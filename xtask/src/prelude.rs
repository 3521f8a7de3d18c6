pub use anstream::println as aprintln;

/// Tokyo Night color palette
pub mod colors {
    pub const RESET: &str = "\x1b[0m";

    // Tokyo Night specific colors
    pub const TKN_RED: &str = "\x1b[38;2;247;118;142m"; // #f7768e
    pub const TKN_GREEN: &str = "\x1b[38;2;158;206;106m"; // #9ece6a
    pub const TKN_YELLOW: &str = "\x1b[38;2;224;175;104m"; // #e0af68
    pub const TKN_BLUE: &str = "\x1b[38;2;122;162;247m"; // #7aa2f7
    pub const TKN_CYAN: &str = "\x1b[38;2;125;207;255m"; // #7dcfff
}

/// Print colored output similar to the bash print.sh functions
pub struct ColorPrinter;

impl ColorPrinter {
    /// Print green text
    pub fn green(text: &str) -> String {
        format!("{}{}{}", colors::TKN_GREEN, text, colors::RESET)
    }

    /// Print red text
    pub fn red(text: &str) -> String {
        format!("{}{}{}", colors::TKN_RED, text, colors::RESET)
    }

    /// Print yellow text
    pub fn yellow(text: &str) -> String {
        format!("{}{}{}", colors::TKN_YELLOW, text, colors::RESET)
    }

    /// Print blue text
    pub fn blue(text: &str) -> String {
        format!("{}{}{}", colors::TKN_BLUE, text, colors::RESET)
    }

    /// Print cyan text
    pub fn cyan(text: &str) -> String {
        format!("{}{}{}", colors::TKN_CYAN, text, colors::RESET)
    }
}

/// Convenience functions for colored printing (matching bash p g/r/y/b/c)
pub fn p_g(text: &str) -> String {
    ColorPrinter::green(text)
}

pub fn p_r(text: &str) -> String {
    ColorPrinter::red(text)
}

pub fn p_y(text: &str) -> String {
    ColorPrinter::yellow(text)
}

pub fn p_b(text: &str) -> String {
    ColorPrinter::blue(text)
}

pub fn p_c(text: &str) -> String {
    ColorPrinter::cyan(text)
}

▶ _Directions for this task_:
Look above for the line with "Print green text" and the line with "pub fn yellow(text: &str)"; transcribe both and all lines in between, exactly, and nothing else.

▶ _Written solution_:
    /// Print green text
    pub fn green(text: &str) -> String {
        format!("{}{}{}", colors::TKN_GREEN, text, colors::RESET)
    }

    /// Print red text
    pub fn red(text: &str) -> String {
        format!("{}{}{}", colors::TKN_RED, text, colors::RESET)
    }

    /// Print yellow text
    pub fn yellow(text: &str) -> String {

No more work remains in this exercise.